Activity> Return every line from the records below in which the word "handler" is found.

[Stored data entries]
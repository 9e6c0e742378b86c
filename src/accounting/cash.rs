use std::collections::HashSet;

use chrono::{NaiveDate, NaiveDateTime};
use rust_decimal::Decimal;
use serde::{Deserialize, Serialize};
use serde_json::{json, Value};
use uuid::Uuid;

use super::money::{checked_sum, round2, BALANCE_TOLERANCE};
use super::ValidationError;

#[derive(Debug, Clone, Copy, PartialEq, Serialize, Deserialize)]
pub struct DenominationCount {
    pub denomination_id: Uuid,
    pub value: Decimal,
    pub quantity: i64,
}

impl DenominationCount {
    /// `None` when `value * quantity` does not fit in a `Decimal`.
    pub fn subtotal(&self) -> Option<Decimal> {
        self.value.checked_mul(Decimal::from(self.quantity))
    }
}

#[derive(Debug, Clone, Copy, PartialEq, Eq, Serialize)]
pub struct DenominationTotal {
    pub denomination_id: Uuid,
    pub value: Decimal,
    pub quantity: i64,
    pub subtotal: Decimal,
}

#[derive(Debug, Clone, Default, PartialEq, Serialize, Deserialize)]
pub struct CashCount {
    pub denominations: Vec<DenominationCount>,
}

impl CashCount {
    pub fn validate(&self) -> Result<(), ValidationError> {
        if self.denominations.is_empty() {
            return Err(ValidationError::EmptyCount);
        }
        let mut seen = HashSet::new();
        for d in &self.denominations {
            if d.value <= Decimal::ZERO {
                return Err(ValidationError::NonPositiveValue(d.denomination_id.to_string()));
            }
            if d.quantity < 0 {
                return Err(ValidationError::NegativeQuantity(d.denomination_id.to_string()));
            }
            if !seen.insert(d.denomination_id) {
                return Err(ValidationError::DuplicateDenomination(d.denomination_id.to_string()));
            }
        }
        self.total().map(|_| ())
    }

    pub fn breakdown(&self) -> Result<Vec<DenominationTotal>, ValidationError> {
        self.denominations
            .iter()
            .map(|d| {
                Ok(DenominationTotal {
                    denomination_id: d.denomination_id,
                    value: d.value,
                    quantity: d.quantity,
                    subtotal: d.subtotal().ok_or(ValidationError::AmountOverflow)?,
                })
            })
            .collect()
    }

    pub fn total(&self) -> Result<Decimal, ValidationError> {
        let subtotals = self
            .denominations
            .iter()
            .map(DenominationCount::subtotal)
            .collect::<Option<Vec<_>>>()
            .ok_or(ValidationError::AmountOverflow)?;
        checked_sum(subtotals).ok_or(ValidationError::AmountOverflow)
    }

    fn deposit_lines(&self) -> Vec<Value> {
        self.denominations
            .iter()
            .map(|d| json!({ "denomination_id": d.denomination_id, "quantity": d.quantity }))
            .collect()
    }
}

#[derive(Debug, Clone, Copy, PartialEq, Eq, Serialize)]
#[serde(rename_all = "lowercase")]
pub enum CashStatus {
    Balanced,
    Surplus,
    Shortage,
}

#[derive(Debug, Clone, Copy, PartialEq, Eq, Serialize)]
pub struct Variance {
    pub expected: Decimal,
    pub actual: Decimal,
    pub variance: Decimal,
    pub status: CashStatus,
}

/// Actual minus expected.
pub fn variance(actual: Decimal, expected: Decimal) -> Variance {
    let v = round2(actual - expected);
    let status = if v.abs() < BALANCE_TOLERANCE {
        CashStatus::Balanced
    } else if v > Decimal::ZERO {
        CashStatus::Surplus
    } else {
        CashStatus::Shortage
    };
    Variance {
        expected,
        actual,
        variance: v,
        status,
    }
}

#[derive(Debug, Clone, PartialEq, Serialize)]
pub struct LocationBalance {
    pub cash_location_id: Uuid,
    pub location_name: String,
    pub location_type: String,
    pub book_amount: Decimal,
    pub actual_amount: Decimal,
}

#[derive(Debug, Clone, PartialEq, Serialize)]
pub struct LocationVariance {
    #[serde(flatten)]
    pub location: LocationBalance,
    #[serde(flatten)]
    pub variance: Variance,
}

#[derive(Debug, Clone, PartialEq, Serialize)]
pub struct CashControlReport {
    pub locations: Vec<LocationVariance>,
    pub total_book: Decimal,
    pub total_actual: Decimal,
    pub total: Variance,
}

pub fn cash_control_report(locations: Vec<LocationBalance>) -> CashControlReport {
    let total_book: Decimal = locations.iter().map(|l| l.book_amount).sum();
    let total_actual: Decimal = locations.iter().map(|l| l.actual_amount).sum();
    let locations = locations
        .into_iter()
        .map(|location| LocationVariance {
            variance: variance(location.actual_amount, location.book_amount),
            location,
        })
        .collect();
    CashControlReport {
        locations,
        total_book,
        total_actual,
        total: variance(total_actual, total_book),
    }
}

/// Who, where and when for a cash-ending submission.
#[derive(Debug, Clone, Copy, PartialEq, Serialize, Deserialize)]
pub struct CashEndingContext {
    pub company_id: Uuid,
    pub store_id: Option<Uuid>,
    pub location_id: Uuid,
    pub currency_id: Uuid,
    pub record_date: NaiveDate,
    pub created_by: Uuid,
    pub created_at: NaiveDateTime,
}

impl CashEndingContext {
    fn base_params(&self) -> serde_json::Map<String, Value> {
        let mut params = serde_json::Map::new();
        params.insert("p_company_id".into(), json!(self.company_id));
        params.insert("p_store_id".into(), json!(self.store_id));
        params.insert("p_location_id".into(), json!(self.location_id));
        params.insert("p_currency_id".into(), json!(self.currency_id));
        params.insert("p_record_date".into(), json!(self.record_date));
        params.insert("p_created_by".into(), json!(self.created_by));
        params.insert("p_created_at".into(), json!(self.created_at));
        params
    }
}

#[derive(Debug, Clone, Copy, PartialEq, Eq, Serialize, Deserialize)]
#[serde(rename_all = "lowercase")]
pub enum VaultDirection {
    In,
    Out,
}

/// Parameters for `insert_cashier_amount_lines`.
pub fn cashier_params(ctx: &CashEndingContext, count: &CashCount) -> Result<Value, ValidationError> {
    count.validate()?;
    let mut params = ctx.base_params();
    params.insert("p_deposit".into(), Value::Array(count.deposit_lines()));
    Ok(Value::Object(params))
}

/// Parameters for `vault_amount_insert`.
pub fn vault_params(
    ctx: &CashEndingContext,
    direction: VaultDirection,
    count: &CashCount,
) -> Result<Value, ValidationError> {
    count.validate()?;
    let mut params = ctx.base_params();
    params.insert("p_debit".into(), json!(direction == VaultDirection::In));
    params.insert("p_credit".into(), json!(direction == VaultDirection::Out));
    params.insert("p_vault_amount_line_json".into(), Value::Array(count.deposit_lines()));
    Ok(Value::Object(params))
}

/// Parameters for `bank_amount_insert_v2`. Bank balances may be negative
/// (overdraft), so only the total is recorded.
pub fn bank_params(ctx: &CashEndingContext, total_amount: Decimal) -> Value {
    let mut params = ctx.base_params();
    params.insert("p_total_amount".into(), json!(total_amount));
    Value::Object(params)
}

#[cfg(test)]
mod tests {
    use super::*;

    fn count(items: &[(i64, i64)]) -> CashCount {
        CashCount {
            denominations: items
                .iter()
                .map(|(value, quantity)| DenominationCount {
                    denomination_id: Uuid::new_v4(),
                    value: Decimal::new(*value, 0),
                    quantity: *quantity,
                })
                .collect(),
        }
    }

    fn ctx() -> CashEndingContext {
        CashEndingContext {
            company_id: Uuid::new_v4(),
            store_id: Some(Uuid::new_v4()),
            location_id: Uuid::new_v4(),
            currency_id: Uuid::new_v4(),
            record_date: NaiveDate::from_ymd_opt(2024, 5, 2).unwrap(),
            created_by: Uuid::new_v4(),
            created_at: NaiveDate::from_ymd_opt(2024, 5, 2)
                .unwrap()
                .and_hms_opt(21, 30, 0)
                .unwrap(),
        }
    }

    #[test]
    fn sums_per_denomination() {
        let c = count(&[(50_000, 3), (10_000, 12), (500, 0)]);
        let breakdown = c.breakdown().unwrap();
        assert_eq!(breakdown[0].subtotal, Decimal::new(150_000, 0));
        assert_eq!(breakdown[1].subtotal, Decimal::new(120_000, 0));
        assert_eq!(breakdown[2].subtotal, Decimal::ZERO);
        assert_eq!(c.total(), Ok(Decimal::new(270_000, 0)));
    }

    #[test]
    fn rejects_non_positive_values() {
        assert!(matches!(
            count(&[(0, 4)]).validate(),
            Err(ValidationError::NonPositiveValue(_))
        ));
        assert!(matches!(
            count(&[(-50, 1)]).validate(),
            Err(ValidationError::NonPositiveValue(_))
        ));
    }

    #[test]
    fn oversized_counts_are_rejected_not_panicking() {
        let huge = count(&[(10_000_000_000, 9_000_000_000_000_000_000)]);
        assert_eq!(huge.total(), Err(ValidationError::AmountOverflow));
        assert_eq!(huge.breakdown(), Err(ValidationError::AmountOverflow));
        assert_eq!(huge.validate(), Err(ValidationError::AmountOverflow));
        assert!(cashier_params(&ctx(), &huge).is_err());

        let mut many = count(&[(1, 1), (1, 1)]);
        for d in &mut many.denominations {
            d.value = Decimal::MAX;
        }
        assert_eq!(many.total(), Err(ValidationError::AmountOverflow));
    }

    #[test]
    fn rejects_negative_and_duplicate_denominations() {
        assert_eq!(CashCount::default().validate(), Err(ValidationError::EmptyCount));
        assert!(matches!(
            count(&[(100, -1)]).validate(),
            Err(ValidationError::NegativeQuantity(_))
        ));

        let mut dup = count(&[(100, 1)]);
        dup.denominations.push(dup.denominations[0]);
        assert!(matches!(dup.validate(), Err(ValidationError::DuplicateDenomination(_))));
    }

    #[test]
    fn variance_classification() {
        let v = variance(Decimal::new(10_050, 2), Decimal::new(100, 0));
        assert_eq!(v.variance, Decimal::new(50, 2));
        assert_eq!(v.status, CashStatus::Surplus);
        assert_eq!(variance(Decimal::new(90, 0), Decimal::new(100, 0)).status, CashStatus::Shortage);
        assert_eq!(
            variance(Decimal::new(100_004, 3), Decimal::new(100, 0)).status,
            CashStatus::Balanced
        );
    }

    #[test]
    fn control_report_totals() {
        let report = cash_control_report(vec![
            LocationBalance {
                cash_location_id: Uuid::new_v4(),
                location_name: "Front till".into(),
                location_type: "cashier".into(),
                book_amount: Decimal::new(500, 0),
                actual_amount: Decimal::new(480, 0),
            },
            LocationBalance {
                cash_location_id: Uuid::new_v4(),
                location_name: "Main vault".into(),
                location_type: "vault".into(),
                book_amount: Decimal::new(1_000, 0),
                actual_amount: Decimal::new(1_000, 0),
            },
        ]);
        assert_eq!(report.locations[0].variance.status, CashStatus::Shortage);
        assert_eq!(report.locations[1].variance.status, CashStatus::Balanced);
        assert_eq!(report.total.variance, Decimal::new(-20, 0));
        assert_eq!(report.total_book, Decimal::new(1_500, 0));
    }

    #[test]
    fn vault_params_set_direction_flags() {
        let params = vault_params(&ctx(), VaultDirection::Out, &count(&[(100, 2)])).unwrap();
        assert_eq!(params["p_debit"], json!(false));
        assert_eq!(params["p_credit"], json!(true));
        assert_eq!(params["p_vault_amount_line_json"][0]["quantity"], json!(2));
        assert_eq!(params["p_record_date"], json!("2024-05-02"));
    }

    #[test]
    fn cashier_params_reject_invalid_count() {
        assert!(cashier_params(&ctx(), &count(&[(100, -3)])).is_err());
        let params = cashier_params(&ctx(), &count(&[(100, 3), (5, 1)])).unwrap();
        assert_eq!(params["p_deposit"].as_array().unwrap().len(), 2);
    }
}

==

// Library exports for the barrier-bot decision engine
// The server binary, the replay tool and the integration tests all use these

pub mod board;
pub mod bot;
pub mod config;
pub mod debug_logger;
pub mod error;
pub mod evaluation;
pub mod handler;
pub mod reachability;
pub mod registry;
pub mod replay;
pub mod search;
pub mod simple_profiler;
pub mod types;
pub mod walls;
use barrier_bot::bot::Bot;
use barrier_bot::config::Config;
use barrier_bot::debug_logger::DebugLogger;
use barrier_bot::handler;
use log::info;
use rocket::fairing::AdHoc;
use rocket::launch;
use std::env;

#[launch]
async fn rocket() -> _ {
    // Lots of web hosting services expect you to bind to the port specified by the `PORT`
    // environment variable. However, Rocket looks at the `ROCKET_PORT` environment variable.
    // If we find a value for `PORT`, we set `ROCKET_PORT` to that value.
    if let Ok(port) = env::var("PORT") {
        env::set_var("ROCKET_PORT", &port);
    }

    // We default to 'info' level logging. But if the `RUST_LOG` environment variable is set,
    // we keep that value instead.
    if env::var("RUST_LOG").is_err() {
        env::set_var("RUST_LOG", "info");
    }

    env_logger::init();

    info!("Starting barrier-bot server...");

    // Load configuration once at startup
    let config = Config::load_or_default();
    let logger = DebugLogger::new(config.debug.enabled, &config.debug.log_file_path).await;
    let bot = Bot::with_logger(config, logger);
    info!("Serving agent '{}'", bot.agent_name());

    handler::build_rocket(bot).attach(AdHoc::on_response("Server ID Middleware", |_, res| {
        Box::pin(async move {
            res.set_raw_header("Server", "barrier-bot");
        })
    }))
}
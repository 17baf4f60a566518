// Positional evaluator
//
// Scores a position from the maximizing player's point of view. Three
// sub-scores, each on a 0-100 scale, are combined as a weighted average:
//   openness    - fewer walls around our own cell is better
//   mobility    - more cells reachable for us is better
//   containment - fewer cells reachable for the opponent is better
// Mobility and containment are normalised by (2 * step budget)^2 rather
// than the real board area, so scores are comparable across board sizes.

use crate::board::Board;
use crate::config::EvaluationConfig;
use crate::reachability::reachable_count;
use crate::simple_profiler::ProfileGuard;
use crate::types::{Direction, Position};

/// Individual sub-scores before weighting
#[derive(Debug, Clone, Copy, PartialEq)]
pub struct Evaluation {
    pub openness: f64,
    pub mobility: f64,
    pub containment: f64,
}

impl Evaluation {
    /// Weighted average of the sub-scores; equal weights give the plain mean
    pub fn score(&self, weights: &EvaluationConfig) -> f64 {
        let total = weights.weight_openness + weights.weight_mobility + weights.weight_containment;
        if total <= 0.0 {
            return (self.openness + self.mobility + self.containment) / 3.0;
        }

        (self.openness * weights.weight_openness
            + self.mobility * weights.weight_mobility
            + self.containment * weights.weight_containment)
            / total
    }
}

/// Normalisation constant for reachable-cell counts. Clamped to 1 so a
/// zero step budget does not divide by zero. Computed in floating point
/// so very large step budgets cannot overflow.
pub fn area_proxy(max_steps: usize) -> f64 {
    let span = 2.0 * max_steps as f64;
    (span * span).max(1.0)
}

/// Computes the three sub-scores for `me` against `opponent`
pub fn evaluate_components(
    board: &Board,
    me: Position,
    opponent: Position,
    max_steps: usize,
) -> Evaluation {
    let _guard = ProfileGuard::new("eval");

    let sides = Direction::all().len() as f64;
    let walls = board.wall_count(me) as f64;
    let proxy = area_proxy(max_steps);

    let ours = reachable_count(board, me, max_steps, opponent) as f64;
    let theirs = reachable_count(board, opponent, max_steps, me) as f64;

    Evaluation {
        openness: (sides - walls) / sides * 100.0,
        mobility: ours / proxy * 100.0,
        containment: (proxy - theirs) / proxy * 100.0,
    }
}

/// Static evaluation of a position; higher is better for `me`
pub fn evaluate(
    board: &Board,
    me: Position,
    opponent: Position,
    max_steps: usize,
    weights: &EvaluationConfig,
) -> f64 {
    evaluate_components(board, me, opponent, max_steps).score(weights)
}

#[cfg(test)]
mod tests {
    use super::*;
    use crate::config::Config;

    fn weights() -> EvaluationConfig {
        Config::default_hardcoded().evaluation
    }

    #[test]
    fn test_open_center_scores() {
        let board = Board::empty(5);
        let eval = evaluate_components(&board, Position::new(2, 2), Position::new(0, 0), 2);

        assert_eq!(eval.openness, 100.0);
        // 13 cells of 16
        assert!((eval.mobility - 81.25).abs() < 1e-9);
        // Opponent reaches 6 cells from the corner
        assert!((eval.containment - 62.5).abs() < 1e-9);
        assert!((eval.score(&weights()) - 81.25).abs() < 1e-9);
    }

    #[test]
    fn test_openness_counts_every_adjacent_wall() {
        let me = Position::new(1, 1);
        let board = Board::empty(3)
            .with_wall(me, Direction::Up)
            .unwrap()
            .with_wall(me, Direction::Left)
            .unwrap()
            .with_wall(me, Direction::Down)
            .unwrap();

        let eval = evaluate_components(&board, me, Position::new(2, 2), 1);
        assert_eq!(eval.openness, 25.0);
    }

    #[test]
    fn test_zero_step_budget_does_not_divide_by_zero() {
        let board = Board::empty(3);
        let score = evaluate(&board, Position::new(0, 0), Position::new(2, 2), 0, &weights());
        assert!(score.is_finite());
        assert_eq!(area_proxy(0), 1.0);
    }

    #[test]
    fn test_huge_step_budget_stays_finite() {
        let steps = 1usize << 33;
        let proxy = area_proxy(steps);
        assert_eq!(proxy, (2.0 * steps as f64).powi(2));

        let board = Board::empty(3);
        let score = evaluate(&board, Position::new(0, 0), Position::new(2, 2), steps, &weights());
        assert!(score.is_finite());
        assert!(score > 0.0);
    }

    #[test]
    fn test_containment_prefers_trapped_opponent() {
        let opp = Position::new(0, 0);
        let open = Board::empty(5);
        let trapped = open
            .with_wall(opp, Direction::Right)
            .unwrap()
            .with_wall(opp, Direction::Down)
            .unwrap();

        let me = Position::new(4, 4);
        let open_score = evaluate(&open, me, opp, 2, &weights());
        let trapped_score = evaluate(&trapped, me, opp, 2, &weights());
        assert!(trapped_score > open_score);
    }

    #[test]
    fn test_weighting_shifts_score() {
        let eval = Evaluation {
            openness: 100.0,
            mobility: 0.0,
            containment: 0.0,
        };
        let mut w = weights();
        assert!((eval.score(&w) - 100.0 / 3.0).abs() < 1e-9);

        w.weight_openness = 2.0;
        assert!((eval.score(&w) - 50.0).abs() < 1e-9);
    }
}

Result>
pub mod handler;
use barrier_bot::handler;
    handler::build_rocket(bot).attach(AdHoc::on_response("Server ID Middleware", |_, res| {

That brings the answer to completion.